* **What you need to do**
In the listing below, count the lines containing the string "Ordering" and state only the number.

* **Information shown**
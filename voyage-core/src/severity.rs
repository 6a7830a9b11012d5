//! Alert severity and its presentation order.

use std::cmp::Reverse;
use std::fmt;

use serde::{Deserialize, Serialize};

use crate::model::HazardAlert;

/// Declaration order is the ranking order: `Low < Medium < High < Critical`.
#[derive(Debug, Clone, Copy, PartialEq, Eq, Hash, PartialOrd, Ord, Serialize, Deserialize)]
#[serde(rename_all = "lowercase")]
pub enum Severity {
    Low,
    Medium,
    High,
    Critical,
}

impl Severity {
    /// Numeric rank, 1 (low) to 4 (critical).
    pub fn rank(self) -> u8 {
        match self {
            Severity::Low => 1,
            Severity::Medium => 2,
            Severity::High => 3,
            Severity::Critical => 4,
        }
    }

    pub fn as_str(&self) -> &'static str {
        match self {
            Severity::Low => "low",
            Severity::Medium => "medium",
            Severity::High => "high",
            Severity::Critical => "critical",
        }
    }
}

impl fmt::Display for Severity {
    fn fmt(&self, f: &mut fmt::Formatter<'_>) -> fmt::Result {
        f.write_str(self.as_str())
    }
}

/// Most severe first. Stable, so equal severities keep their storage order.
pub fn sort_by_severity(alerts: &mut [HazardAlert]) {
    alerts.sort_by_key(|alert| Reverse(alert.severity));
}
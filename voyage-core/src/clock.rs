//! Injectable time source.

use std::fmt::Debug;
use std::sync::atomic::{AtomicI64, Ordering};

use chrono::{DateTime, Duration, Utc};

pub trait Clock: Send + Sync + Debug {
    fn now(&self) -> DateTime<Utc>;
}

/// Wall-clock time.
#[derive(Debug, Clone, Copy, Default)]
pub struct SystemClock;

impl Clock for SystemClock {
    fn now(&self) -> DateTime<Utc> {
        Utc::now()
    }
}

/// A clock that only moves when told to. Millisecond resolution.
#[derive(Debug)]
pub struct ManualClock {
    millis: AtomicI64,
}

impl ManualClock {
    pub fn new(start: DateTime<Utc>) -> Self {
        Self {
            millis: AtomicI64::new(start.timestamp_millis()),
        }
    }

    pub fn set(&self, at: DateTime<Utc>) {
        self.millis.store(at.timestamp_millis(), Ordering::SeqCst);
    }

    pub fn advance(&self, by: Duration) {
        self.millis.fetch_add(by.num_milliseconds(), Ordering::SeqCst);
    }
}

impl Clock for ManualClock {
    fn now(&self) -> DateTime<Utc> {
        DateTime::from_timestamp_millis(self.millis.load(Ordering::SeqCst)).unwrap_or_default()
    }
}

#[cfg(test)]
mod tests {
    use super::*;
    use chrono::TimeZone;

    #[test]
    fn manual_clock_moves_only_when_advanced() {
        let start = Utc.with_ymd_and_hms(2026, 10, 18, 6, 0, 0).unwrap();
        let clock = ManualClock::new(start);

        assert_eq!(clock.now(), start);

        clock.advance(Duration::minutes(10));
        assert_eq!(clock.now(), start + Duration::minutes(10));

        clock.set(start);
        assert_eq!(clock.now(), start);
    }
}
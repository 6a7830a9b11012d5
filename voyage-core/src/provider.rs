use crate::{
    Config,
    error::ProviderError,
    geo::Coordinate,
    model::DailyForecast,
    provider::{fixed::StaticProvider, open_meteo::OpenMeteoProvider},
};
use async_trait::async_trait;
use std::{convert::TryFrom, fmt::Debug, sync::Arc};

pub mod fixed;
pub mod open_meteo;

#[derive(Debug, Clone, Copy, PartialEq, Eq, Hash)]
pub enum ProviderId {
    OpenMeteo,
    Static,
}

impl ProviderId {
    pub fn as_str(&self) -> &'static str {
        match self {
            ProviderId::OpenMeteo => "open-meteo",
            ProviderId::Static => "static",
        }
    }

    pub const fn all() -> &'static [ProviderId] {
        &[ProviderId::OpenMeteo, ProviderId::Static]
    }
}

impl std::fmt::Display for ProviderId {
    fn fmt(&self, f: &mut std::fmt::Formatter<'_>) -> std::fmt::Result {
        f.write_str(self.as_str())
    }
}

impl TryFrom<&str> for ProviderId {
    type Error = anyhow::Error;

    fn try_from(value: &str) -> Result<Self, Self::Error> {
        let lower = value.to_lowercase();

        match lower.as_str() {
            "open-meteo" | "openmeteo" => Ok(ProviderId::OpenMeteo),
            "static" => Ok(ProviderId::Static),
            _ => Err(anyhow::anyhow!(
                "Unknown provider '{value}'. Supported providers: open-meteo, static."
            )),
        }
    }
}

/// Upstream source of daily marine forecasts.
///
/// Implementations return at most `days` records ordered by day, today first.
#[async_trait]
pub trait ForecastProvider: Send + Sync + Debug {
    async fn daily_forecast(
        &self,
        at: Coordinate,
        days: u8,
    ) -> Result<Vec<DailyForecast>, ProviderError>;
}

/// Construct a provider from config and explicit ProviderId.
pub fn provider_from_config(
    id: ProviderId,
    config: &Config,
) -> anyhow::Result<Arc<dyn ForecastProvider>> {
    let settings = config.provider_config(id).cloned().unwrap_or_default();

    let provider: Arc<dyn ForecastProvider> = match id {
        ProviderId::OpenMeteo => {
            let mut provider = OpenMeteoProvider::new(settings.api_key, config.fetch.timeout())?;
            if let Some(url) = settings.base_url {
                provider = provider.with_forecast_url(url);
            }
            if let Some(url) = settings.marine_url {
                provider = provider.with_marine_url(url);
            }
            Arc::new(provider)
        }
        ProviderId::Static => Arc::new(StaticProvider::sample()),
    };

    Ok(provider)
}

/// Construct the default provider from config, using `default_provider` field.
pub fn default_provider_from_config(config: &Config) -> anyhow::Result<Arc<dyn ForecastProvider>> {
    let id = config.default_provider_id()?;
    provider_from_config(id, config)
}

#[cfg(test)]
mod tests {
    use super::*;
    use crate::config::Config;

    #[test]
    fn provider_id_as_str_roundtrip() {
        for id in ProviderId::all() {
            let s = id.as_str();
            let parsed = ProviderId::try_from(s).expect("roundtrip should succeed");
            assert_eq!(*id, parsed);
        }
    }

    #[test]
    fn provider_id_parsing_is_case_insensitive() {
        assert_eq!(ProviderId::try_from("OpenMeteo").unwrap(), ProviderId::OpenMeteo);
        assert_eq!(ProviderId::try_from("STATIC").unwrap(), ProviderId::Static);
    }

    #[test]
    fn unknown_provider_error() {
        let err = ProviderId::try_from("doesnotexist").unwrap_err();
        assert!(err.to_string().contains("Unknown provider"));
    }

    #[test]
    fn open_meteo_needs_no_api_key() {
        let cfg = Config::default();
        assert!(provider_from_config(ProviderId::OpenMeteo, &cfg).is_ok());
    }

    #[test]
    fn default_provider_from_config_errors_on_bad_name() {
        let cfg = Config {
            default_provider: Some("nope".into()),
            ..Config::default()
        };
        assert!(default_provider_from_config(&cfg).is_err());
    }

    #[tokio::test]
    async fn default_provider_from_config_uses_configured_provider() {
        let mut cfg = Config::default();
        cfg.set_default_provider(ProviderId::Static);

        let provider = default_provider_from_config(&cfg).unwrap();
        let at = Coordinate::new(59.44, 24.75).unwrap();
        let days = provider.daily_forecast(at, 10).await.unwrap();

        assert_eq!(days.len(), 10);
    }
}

* **Solution**
4